JRMEDIA.ID — Presiden RI Prabowo Subianto digugat dua orang warga agar bersikap tegas terkait kedudukan ibu kota negara. Dalam gugatan yang terdaftar pada Pengadilan Negeri (PN) Jakarta Pusat (Jakpus) itu, Presiden RI diminta membayar ganti rugi senilai Rp 5.000 triliun.
Gugatan itu terdaftar dengan Nomor Perkara: 663/Pdt.G/2025/PN Jkt.Pst. Sidang pertama yang semula digelar pada Selasa 14 Oktober 2025 di PN Jakpus, batal terlaksana karena pihak tergugat tidak hadir. Sidang ditunda hingga Kamis 23 Oktober 2025.
Kedua warga yakni Syakur Ali Mahdi warga Kota Malang, Jawa Timur, dan Advokat M Taufik Budiman warga Kota Mataram, Nusa Tenggara Barat, menyerahkan kuasa hukum kepada Super Indonesia (Suara Pengacara Rakyat Indonesia). Dua pengacara dari sejumlah advokat Super Indonesia, Panardan SH dan Agus Salim SH, menjelaskan bahwa klien mereka menggugat Presiden RI untuk bersikap tegas dan jelas atas status DKI Jakarta dan IKN.
Presiden, jelas Panardan SH, sebaiknya segera menetapkan salah satu antara IKN atau DKI Jakarta sebagai Ibu Kota RI.
“Percepat keputusan IKN sebagai Ibu Kota Negara atau tetapkan DKI Jakarta sebagai ibu kota,” kata Panardan di Jakarta, Kamis (16/10/2025).
Sementara itu juru bicara Super Indonesia, Muhammad F. Hafiz, mengatakan hingga menjelang satu tahun pemerintahan Presiden RI Prabowo Subianto, kedudukan DKI Jakarta maupun IKN sebagai Ibu Kota Negara RI, tetap simpang siur.
“Lebih-lebih di antara keduanya IKN dan DKI Jakarta, kini dioperasikan ke dalam konsep twin cities,” kata Hafiz di Jalarta.
Lebih lanjut Hafiz menjelaskan, secara de facto, DKI Jakarta masih tetap sebagai Ibu Kota Negara RI sejak 17 Agustus 1945. Sempat terjadi pemindahan ibu kota pada 1946, namun secara de facto kembali lagi sebagai Ibu Kota RI pada 1949.

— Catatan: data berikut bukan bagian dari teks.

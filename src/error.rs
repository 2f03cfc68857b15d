use thiserror::Error;

macro_rules! malformed_error {
    // Single string version
    ($msg:expr) => {
        crate::Error::Malformed {
            message: $msg.to_string(),
            file: file!(),
            line: line!(),
        }
    };

    // Format string with arguments version
    ($fmt:expr, $($arg:tt)*) => {
        crate::Error::Malformed {
            message: format!($fmt, $($arg)*),
            file: file!(),
            line: line!(),
        }
    };
}

/// The generic Error type, which provides coverage for all errors this library can potentially
/// return.
///
/// Analysis itself never fails: a broken metadata document degrades to "no registry", and an
/// expression that cannot be resolved statically degrades to a skipped check. The variants below
/// are only produced by the explicit loaders for metadata documents, host fact documents and
/// analyzer configuration files.
///
/// # Error Categories
///
/// ## Input Documents
/// - [`Error::Metadata`] - The attribute metadata document could not be decoded
/// - [`Error::Facts`] - The host facts document could not be decoded
/// - [`Error::Malformed`] - A document decoded but is structurally unusable
///
/// ## Configuration
/// - [`Error::Config`] - The analyzer configuration file is not valid TOML
/// - [`Error::UnknownRule`] - A severity override names a rule that does not exist
/// - [`Error::InvalidSeverity`] - A severity override uses an unknown level
///
/// ## I/O
/// - [`Error::FileError`] - Filesystem I/O errors
///
/// # Examples
///
/// ```rust
/// use tagscope::{Error, validation::AnalyzerConfig};
///
/// match AnalyzerConfig::from_toml_str("[severity]\nNoSuchRule = \"error\"") {
///     Ok(_) => unreachable!(),
///     Err(Error::UnknownRule(rule)) => assert_eq!(rule, "NoSuchRule"),
///     Err(e) => panic!("unexpected error: {e}"),
/// }
/// ```
#[derive(Error, Debug)]
pub enum Error {
    /// A document was decoded but its structure is unusable.
    ///
    /// The error includes the source location where the problem was detected for
    /// debugging purposes.
    ///
    /// # Fields
    ///
    /// * `message` - Detailed description of what was malformed
    /// * `file` - Source file where the error was detected
    /// * `line` - Source line where the error was detected
    #[error("Malformed - {file}:{line}: {message}")]
    Malformed {
        /// The message to be printed for the Malformed error
        message: String,
        /// The source file in which this error occured
        file: &'static str,
        /// The source line in which this error occured
        line: u32,
    },

    /// File I/O error.
    ///
    /// Wraps standard I/O errors that can occur while reading documents or
    /// configuration files from disk.
    #[error("{0}")]
    FileError(#[from] std::io::Error),

    /// The attribute metadata document is not valid JSON or has fields of the wrong kind.
    ///
    /// [`crate::registry::AttributeRegistry::build`] maps this error to the absent registry
    /// state, so it is only observable through [`crate::registry::MetadataDocument::parse`].
    #[error("Invalid attribute metadata document - {0}")]
    Metadata(serde_json::Error),

    /// The host facts document (call sites per source unit) could not be decoded.
    #[error("Invalid facts document - {0}")]
    Facts(serde_json::Error),

    /// The analyzer configuration file is not valid TOML or does not match the
    /// expected layout.
    #[error("Invalid analyzer configuration - {0}")]
    Config(#[from] toml::de::Error),

    /// A severity override references a rule identifier that does not exist.
    #[error("Unknown rule identifier - {0}")]
    UnknownRule(String),

    /// A severity override uses a level that is not one of
    /// `error`, `warning`, `info` or `none`.
    #[error("Invalid severity level - {0}")]
    InvalidSeverity(String),
}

Pada 28 Agustus 1961 Kota Jakarta secara de jure ditetapkan sebagai Daerah Khusus Ibukota berdasarkan Keputusan Presiden Nomor 2 Tahun 1961. Walaupun saat ini UU No 2/2024 Mengenai DKJ telah ditetapkan pada 25 April 2024, akan tetapi belum diberlakukan.
Demikian pula dengan status IKN yang juga belum dapat ditetapkan sebagai Ibu Kota Negara RI sepanjang Keputusan Presiden (Keppres) mengenai Kedudukan Ibu Kota Negara belum diterbitkan.

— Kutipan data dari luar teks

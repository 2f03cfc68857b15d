//! Analysis session lifecycle.
//!
//! A session owns the attribute registry and the analyzer configuration for one compilation. The
//! registry is built exactly once when the session starts and then shared read-only by all source
//! units analyzed in the session, possibly on several threads at once.
//!
//! If the metadata document is missing or malformed the session is disabled: every analysis
//! returns no diagnostics at all, rather than flagging every attribute as unknown.

use rayon::prelude::*;

use crate::{
    diagnostics::Diagnostic,
    host::SemanticModel,
    registry::AttributeRegistry,
    validation::{AnalyzerConfig, Validator},
};

/// One analysis session with its registry and configuration.
///
/// # Examples
///
/// ```rust
/// use tagscope::{session::AnalysisSession, validation::AnalyzerConfig};
///
/// let disabled = AnalysisSession::new(None, AnalyzerConfig::default());
/// assert!(!disabled.is_enabled());
///
/// let session = AnalysisSession::new(
///     Some(r#"{"attributes": [{"attribute_name": "myapp.count", "type": "int"}]}"#),
///     AnalyzerConfig::default(),
/// );
/// assert!(session.is_enabled());
/// assert_eq!(session.registry().map(|r| r.len()), Some(1));
/// ```
#[derive(Debug, Clone)]
pub struct AnalysisSession {
    registry: Option<AttributeRegistry>,
    config: AnalyzerConfig,
}

impl AnalysisSession {
    /// Start a session from the text of the metadata document, if the project has one.
    ///
    /// # Arguments
    ///
    /// * `document` - The metadata document text, `None` if no document was found
    /// * `config` - Analyzer configuration for the whole session
    #[must_use]
    pub fn new(document: Option<&str>, config: AnalyzerConfig) -> Self {
        let registry = match document {
            None => {
                log::debug!("no attribute metadata document, attribute validation is disabled");
                None
            }
            Some(raw) => {
                let registry = AttributeRegistry::build(raw);
                match &registry {
                    Some(registry) => log::debug!(
                        "loaded {} telemetry attributes (registry version {})",
                        registry.len(),
                        registry.version()
                    ),
                    None => log::warn!(
                        "attribute metadata document is malformed, attribute validation is disabled"
                    ),
                }
                registry
            }
        };

        Self { registry, config }
    }

    /// Start a session with an already built registry
    #[must_use]
    pub fn with_registry(registry: AttributeRegistry, config: AnalyzerConfig) -> Self {
        Self {
            registry: Some(registry),
            config,
        }
    }

    /// The session's registry, `None` if validation is disabled
    #[must_use]
    pub fn registry(&self) -> Option<&AttributeRegistry> {
        self.registry.as_ref()
    }

    /// Whether call sites are validated in this session
    #[must_use]
    pub fn is_enabled(&self) -> bool {
        self.registry.is_some()
    }

    /// The analyzer configuration
    #[must_use]
    pub fn config(&self) -> &AnalyzerConfig {
        &self.config
    }

    /// A validator over the session's registry, `None` if validation is disabled
    #[must_use]
    pub fn validator(&self) -> Option<Validator<'_>> {
        self.registry
            .as_ref()
            .map(|registry| Validator::new(registry, &self.config))
    }

    /// Analyze one source unit.
    ///
    /// Every returned diagnostic carries the unit's path. A disabled session returns nothing.
    #[must_use]
    pub fn analyze(&self, model: &impl SemanticModel) -> Vec<Diagnostic> {
        let Some(validator) = self.validator() else {
            return Vec::new();
        };

        let path = model.path();
        validator
            .validate(model.call_sites())
            .into_iter()
            .map(|diagnostic| diagnostic.with_file(path))
            .collect()
    }

    /// Analyze several source units, in parallel unless the configuration is sequential.
    ///
    /// Diagnostics of one unit stay together and units keep their input order.
    #[must_use]
    pub fn analyze_all<M: SemanticModel>(&self, models: &[M]) -> Vec<Diagnostic> {
        if !self.is_enabled() {
            return Vec::new();
        }

        if self.config.parallel {
            models
                .par_iter()
                .flat_map_iter(|model| self.analyze(model))
                .collect()
        } else {
            models.iter().flat_map(|model| self.analyze(model)).collect()
        }
    }
}
//! Command-line interface

pub mod commands;

use std::path::PathBuf;

use clap::{Parser, Subcommand};

use commands::check::CheckCommands;
use commands::sync::SyncCommands;

#[derive(Parser)]
#[command(name = "fleet-tracker")]
#[command(about = "Normalize the freight trip spreadsheet into vehicle records", long_about = None)]
#[command(version)]
pub struct Cli {
    /// Config file (defaults to <config dir>/fleet-tracker/config.toml)
    #[arg(long, global = true)]
    pub config: Option<PathBuf>,

    /// Increase log verbosity (-v info, -vv debug)
    #[arg(short, long, action = clap::ArgAction::Count, global = true)]
    pub verbose: u8,

    #[command(subcommand)]
    pub command: Commands,
}

#[derive(Subcommand)]
pub enum Commands {
    /// Fetch the workbook and print the normalized vehicles
    Sync(SyncCommands),
    /// Check that the workbook source is reachable
    Check(CheckCommands),
}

Pasal 4 ayat (1) huruf a UU IKN menegaskan bahwa pembentukan IKN tidak sertamerta mengalihkan kedudukan, fungsi, dan peran Ibu Kota Negara ke IKN. Kedudukan, fungsi, dan peran Ibu Kota Negara tetap di Provinsi DKI Jakarta sampai dikeluarkannya keputusan presiden (keppres) tentang penetapan pemindahan Ibu Kota Negara ke IKN.
Dasar Hukum
Undang-Undang Nomor 3 Tahun 2022 tentang Ibu Kota Negara menegaskan bahwa pemindahan Ibu Kota Negara harus dilakukan sesuai dengan ketentuan yang berlaku.
Undang-Undang Nomor 21 Tahun 2023 tentang Perubahan atas Undang-Undang Nomor 3 Tahun 2022 memperkuat ketentuan tersebut dan memberikan landasan hukum yang lebih jelas.

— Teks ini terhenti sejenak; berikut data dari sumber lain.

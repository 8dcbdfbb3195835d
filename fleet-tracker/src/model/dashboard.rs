//! Per-route summary the dashboard renders above the vehicle list

use chrono::Utc;
use serde::Serialize;

use super::vehicle::{Vehicle, VehicleStatus};

/// Counts for one route
#[derive(Debug, Clone, PartialEq, Eq, Serialize)]
#[serde(rename_all = "camelCase")]
pub struct RouteStatus {
    pub route: String,
    pub total_vehicles: usize,
    pub in_transit: usize,
    pub delivered: usize,
    pub delayed: usize,
    /// Delivered within the planned arrival time
    pub on_time: usize,
}

impl RouteStatus {
    fn new(route: &str) -> Self {
        Self {
            route: route.to_string(),
            total_vehicles: 0,
            in_transit: 0,
            delivered: 0,
            delayed: 0,
            on_time: 0,
        }
    }

    fn record(&mut self, status: VehicleStatus) {
        self.total_vehicles += 1;
        match status {
            VehicleStatus::InTransit => self.in_transit += 1,
            VehicleStatus::Delivered => {
                self.delivered += 1;
                self.on_time += 1;
            }
            VehicleStatus::Delayed => self.delayed += 1,
            VehicleStatus::Pending | VehicleStatus::Cancelled => {}
        }
    }
}

/// Everything the dashboard shows after one sync
#[derive(Debug, Clone, Serialize)]
#[serde(rename_all = "camelCase")]
pub struct DashboardData {
    pub vehicles: Vec<Vehicle>,
    pub routes: Vec<RouteStatus>,
    pub last_sync: String,
    pub total_vehicles: usize,
    /// Routes with at least one vehicle on the road
    pub active_routes: usize,
}

impl DashboardData {
    /// Aggregate vehicles by route, keeping routes in first-seen order
    pub fn build(vehicles: Vec<Vehicle>) -> Self {
        let mut routes: Vec<RouteStatus> = Vec::new();

        for vehicle in &vehicles {
            let idx = match routes.iter().position(|r| r.route == vehicle.route) {
                Some(idx) => idx,
                None => {
                    routes.push(RouteStatus::new(&vehicle.route));
                    routes.len() - 1
                }
            };
            routes[idx].record(vehicle.status);
        }

        let active_routes = routes.iter().filter(|r| r.in_transit > 0).count();

        log::debug!(
            "Dashboard built: {} vehicles across {} routes ({} active)",
            vehicles.len(),
            routes.len(),
            active_routes
        );

        Self {
            total_vehicles: vehicles.len(),
            vehicles,
            routes,
            last_sync: Utc::now().to_rfc3339(),
            active_routes,
        }
    }
}

#[cfg(test)]
mod tests {
    use super::*;
    use crate::model::vehicle::VehicleSchedule;

    fn vehicle(destination: &str, status: VehicleStatus) -> Vehicle {
        Vehicle {
            id: format!("ABC1D23-0-{}", destination),
            isa: String::new(),
            data_carga: String::new(),
            rota_completa: String::new(),
            tipo_veiculo: String::new(),
            planejado_chegada_tzx: String::new(),
            planejado_saida_tzx: String::new(),
            planejado_chegada_fc: destination.to_string(),
            id_viagem: String::new(),
            sm: String::new(),
            caf: String::new(),
            pallets: String::new(),
            vol: String::new(),
            chegada_origem: String::new(),
            saida_origem: String::new(),
            chegada_destino: String::new(),
            finalizado: String::new(),
            baixa_de_caf: String::new(),
            license_plate: "ABC1D23".into(),
            driver_name: "João".into(),
            transport_company: "GARBERG".into(),
            origin_fc: "TZX".into(),
            destination_fc: destination.to_string(),
            schedule: VehicleSchedule::default(),
            status,
            route: Vehicle::route_label("TZX", destination),
            last_update: String::new(),
        }
    }

    #[test]
    fn test_build_groups_by_route_in_first_seen_order() {
        let data = DashboardData::build(vec![
            vehicle("GR9", VehicleStatus::InTransit),
            vehicle("GR8", VehicleStatus::Delivered),
            vehicle("GR9", VehicleStatus::Delayed),
            vehicle("GR9", VehicleStatus::Pending),
        ]);

        assert_eq!(data.total_vehicles, 4);
        assert_eq!(data.routes.len(), 2);
        assert_eq!(data.routes[0].route, "TZX → GR9");
        assert_eq!(data.routes[0].total_vehicles, 3);
        assert_eq!(data.routes[0].in_transit, 1);
        assert_eq!(data.routes[0].delayed, 1);
        assert_eq!(data.routes[1].route, "TZX → GR8");
        assert_eq!(data.routes[1].delivered, 1);
        assert_eq!(data.routes[1].on_time, 1);
        assert_eq!(data.active_routes, 1);
    }

    #[test]
    fn test_build_empty() {
        let data = DashboardData::build(Vec::new());
        assert_eq!(data.total_vehicles, 0);
        assert!(data.routes.is_empty());
        assert_eq!(data.active_routes, 0);
    }
}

Dengan demikian, Presiden RI memiliki kewajiban untuk menjalankan proses pemindahan Ibu Kota Negara sesuai dengan ketentuan hukum yang berlaku.
Ketidaktegasan Presiden
Presiden Prabowo Subianto telah menyatakan komitmennya untuk memindahkan Ibu Kota Negara ke IKN Nusantara, namun hingga saat ini belum ada keputusan yang jelas tentang status Ibu Kota Negara. Ketidaktegasan ini dapat menimbulkan ketidakpastian hukum dan mengganggu proses pembangunan negara.
Menurut Hafiz, Presiden Prabowo harus menunjukkan ketegasan dalam menentukan status Ibu Kota Negara untuk memastikan kepastian hukum dan stabilitas negara.